**PROBLEM REQUIREMENTS**
The lines below should be written out again in full, exactly as they are.

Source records
#####

//! Job-scoped access to the registry.
//!
//! Every service talks to the registry through [`JobNodeStorage`] using paths
//! relative to the job root (see [`JobNodePath`] for the layout).

pub mod path;

use std::future::Future;
use std::sync::Arc;
use std::time::Duration;

use chrono::{DateTime, Utc};
use tokio::sync::mpsc;
use tokio::time::Instant;

use crate::error::{CoordError, Result};
use crate::registry::{CreateMode, DataChangedEvent, RegistryCenter, TxnOp};

pub use path::JobNodePath;

#[derive(Clone)]
pub struct JobNodeStorage {
    registry: Arc<dyn RegistryCenter>,
    path: JobNodePath,
}

impl std::fmt::Debug for JobNodeStorage {
    fn fmt(&self, f: &mut std::fmt::Formatter<'_>) -> std::fmt::Result {
        f.debug_struct("JobNodeStorage")
            .field("job_name", &self.path.job_name())
            .field("session", &self.registry.session_id())
            .finish()
    }
}

impl JobNodeStorage {
    pub fn new(registry: Arc<dyn RegistryCenter>, job_name: impl Into<String>) -> Self {
        Self {
            registry,
            path: JobNodePath::new(job_name),
        }
    }

    pub fn job_name(&self) -> &str {
        self.path.job_name()
    }

    pub fn path(&self) -> &JobNodePath {
        &self.path
    }

    pub fn registry(&self) -> &Arc<dyn RegistryCenter> {
        &self.registry
    }

    pub async fn is_job_node_existed(&self, node: &str) -> Result<bool> {
        self.registry.is_existed(&self.path.full_path(node)).await
    }

    pub async fn get_job_node_data(&self, node: &str) -> Result<Option<String>> {
        self.registry.get(&self.path.full_path(node)).await
    }

    pub async fn get_job_node_children_keys(&self, node: &str) -> Result<Vec<String>> {
        self.registry
            .get_children_keys(&self.path.full_path(node))
            .await
    }

    /// Create an empty persistent node unless one is already there.
    pub async fn create_job_node_if_needed(&self, node: &str) -> Result<bool> {
        self.registry
            .create_if_absent(&self.path.full_path(node), "", CreateMode::Persistent)
            .await
    }

    pub async fn create_job_node_if_absent(
        &self,
        node: &str,
        value: &str,
        mode: CreateMode,
    ) -> Result<bool> {
        self.registry
            .create_if_absent(&self.path.full_path(node), value, mode)
            .await
    }

    pub async fn remove_job_node_if_existed(&self, node: &str) -> Result<bool> {
        self.registry.remove(&self.path.full_path(node)).await
    }

    /// Create or overwrite a persistent node.
    pub async fn replace_job_node(&self, node: &str, value: &str) -> Result<()> {
        self.registry.persist(&self.path.full_path(node), value).await
    }

    pub async fn fill_ephemeral_job_node(&self, node: &str, value: &str) -> Result<()> {
        self.registry
            .persist_ephemeral(&self.path.full_path(node), value)
            .await
    }

    /// Run a batch of job-relative operations atomically.
    pub async fn execute_in_transaction(&self, ops: Vec<TxnOp>) -> Result<()> {
        let ops = ops
            .into_iter()
            .map(|op| match op {
                TxnOp::Check(node) => TxnOp::Check(self.path.full_path(&node)),
                TxnOp::Create(node, value) => TxnOp::Create(self.path.full_path(&node), value),
                TxnOp::Update(node, value) => TxnOp::Update(self.path.full_path(&node), value),
                TxnOp::Delete(node) => TxnOp::Delete(self.path.full_path(&node)),
            })
            .collect();
        self.registry.transaction(ops).await
    }

    /// Run `f` while holding the ephemeral latch node `latch`.
    ///
    /// Waiters poll until the latch is free and give up with
    /// [`CoordError::LockTimeout`] after `timeout`. A holder that crashes
    /// releases the latch with its session.
    pub async fn execute_in_latch<F, Fut, T>(
        &self,
        latch: &str,
        owner: &str,
        timeout: Duration,
        poll_interval: Duration,
        f: F,
    ) -> Result<T>
    where
        F: FnOnce() -> Fut,
        Fut: Future<Output = Result<T>>,
    {
        let deadline = Instant::now() + timeout;
        loop {
            if self
                .create_job_node_if_absent(latch, owner, CreateMode::Ephemeral)
                .await?
            {
                break;
            }
            if Instant::now() >= deadline {
                return Err(CoordError::LockTimeout(self.path.full_path(latch)));
            }
            tokio::time::sleep(poll_interval).await;
        }

        let result = f().await;

        match self.get_job_node_data(latch).await {
            Ok(Some(holder)) if holder == owner => {
                if let Err(e) = self.remove_job_node_if_existed(latch).await {
                    tracing::warn!(job = %self.job_name(), latch, error = %e, "Failed to release latch");
                }
            }
            Ok(_) => {}
            Err(e) => {
                tracing::warn!(job = %self.job_name(), latch, error = %e, "Failed to read latch holder");
            }
        }
        result
    }

    /// Subscribe to every change under the job root.
    pub async fn watch(&self) -> Result<mpsc::UnboundedReceiver<DataChangedEvent>> {
        self.registry.watch(&self.path.root()).await
    }

    pub async fn registry_time(&self) -> Result<DateTime<Utc>> {
        self.registry.registry_time().await
    }
}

#####

**OUTPUT OF THE TASK**
//! Job-scoped access to the registry.
//!
//! Every service talks to the registry through [`JobNodeStorage`] using paths
//! relative to the job root (see [`JobNodePath`] for the layout).

pub mod path;

use std::future::Future;
use std::sync::Arc;
use std::time::Duration;

use chrono::{DateTime, Utc};
use tokio::sync::mpsc;
use tokio::time::Instant;

use crate::error::{CoordError, Result};
use crate::registry::{CreateMode, DataChangedEvent, RegistryCenter, TxnOp};

pub use path::JobNodePath;

#[derive(Clone)]
pub struct JobNodeStorage {
    registry: Arc<dyn RegistryCenter>,
    path: JobNodePath,
}

impl std::fmt::Debug for JobNodeStorage {
    fn fmt(&self, f: &mut std::fmt::Formatter<'_>) -> std::fmt::Result {
        f.debug_struct("JobNodeStorage")
            .field("job_name", &self.path.job_name())
            .field("session", &self.registry.session_id())
            .finish()
    }
}

impl JobNodeStorage {
    pub fn new(registry: Arc<dyn RegistryCenter>, job_name: impl Into<String>) -> Self {
        Self {
            registry,
            path: JobNodePath::new(job_name),
        }
    }

    pub fn job_name(&self) -> &str {
        self.path.job_name()
    }

    pub fn path(&self) -> &JobNodePath {
        &self.path
    }

    pub fn registry(&self) -> &Arc<dyn RegistryCenter> {
        &self.registry
    }

    pub async fn is_job_node_existed(&self, node: &str) -> Result<bool> {
        self.registry.is_existed(&self.path.full_path(node)).await
    }

    pub async fn get_job_node_data(&self, node: &str) -> Result<Option<String>> {
        self.registry.get(&self.path.full_path(node)).await
    }

    pub async fn get_job_node_children_keys(&self, node: &str) -> Result<Vec<String>> {
        self.registry
            .get_children_keys(&self.path.full_path(node))
            .await
    }

    /// Create an empty persistent node unless one is already there.
    pub async fn create_job_node_if_needed(&self, node: &str) -> Result<bool> {
        self.registry
            .create_if_absent(&self.path.full_path(node), "", CreateMode::Persistent)
            .await
    }

    pub async fn create_job_node_if_absent(
        &self,
        node: &str,
        value: &str,
        mode: CreateMode,
    ) -> Result<bool> {
        self.registry
            .create_if_absent(&self.path.full_path(node), value, mode)
            .await
    }

    pub async fn remove_job_node_if_existed(&self, node: &str) -> Result<bool> {
        self.registry.remove(&self.path.full_path(node)).await
    }

    /// Create or overwrite a persistent node.
    pub async fn replace_job_node(&self, node: &str, value: &str) -> Result<()> {
        self.registry.persist(&self.path.full_path(node), value).await
    }

    pub async fn fill_ephemeral_job_node(&self, node: &str, value: &str) -> Result<()> {
        self.registry
            .persist_ephemeral(&self.path.full_path(node), value)
            .await
    }

    /// Run a batch of job-relative operations atomically.
    pub async fn execute_in_transaction(&self, ops: Vec<TxnOp>) -> Result<()> {
        let ops = ops
            .into_iter()
            .map(|op| match op {
                TxnOp::Check(node) => TxnOp::Check(self.path.full_path(&node)),
                TxnOp::Create(node, value) => TxnOp::Create(self.path.full_path(&node), value),
                TxnOp::Update(node, value) => TxnOp::Update(self.path.full_path(&node), value),
                TxnOp::Delete(node) => TxnOp::Delete(self.path.full_path(&node)),
            })
            .collect();
        self.registry.transaction(ops).await
    }

    /// Run `f` while holding the ephemeral latch node `latch`.
    ///
    /// Waiters poll until the latch is free and give up with
    /// [`CoordError::LockTimeout`] after `timeout`. A holder that crashes
    /// releases the latch with its session.
    pub async fn execute_in_latch<F, Fut, T>(
        &self,
        latch: &str,
        owner: &str,
        timeout: Duration,
        poll_interval: Duration,
        f: F,
    ) -> Result<T>
    where
        F: FnOnce() -> Fut,
        Fut: Future<Output = Result<T>>,
    {
        let deadline = Instant::now() + timeout;
        loop {
            if self
                .create_job_node_if_absent(latch, owner, CreateMode::Ephemeral)
                .await?
            {
                break;
            }
            if Instant::now() >= deadline {
                return Err(CoordError::LockTimeout(self.path.full_path(latch)));
            }
            tokio::time::sleep(poll_interval).await;
        }

        let result = f().await;

        match self.get_job_node_data(latch).await {
            Ok(Some(holder)) if holder == owner => {
                if let Err(e) = self.remove_job_node_if_existed(latch).await {
                    tracing::warn!(job = %self.job_name(), latch, error = %e, "Failed to release latch");
                }
            }
            Ok(_) => {}
            Err(e) => {
                tracing::warn!(job = %self.job_name(), latch, error = %e, "Failed to read latch holder");
            }
        }
        result
    }

    /// Subscribe to every change under the job root.
    pub async fn watch(&self) -> Result<mpsc::UnboundedReceiver<DataChangedEvent>> {
        self.registry.watch(&self.path.root()).await
    }

    pub async fn registry_time(&self) -> Result<DateTime<Utc>> {
        self.registry.registry_time().await
    }
}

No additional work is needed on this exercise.